Transport characteristics of mouse concentrative nucleoside transporter 1

Concentrative nucleoside transporter 1 (CNT1, SLC28A1) is a key molecule for determining the pharmacokinetic/pharmacodynamic profile of a candidate compound derived from a pyrimidine nucleoside, but there is no available information on the differences in the functional profile of this ortholog between man and mouse. Here, using a clone of mouse CNT1 (mCNT1), we investigated its transport characteristics and substrate specificity for synthetic nucleoside analogues, and compared them with those of human CNT1 (hCNT1).
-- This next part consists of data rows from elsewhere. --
//! Application users.

use serde::{Deserialize, Serialize};

labelled_enum! {
    /// What a user may do.
    pub enum Role {
        /// Full access.
        Admin => "Admin",
        /// Manages a department and approves its requests.
        DepartmentManager => "Department Manager",
        /// Self-service only.
        Employee => "Employee",
    }
}

/// A login account, optionally linked to an employee record.
///
/// The password hash never leaves the store.
#[derive(Debug, Clone, PartialEq, Eq, Serialize, Deserialize)]
pub struct User {
    /// Row id.
    pub id: i64,
    /// Unique login name.
    pub username: String,
    /// Access role.
    pub role: Role,
    /// The employee this account belongs to.
    pub employee_id: Option<String>,
}

impl User {
    /// Admins and department managers may approve requests.
    pub fn can_approve(&self) -> bool {
        matches!(self.role, Role::Admin | Role::DepartmentManager)
    }
}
In mCNT1-transfected Cos-7 cells, pyrimidine, but not purine, nucleosides showed sodium- and concentration-dependent uptake, and uridine uptake was competitively inhibited by uridine analogues, the rank order of the inhibitory effects being 5-bromouridine > 3′-deoxyuridine > 2′-deoxyuridine. cis- and trans-Inhibition studies involving synthetic nucleoside drugs revealed that gemcitabine and zidovudine greatly inhibited [3H]uridine uptake mediated by mCNT1 in the both cases, while cytarabine and zalcitabine showed small cis-inhibitory effect, and no trans-inhibitory effect on the uptake. These results demonstrate that the transport characteristics of mCNT1 are almost the same as those of hCNT1, suggesting that mice may be a good animal model in evaluation of pyrimidine nucleoside analogues as to their applicability in human therapy.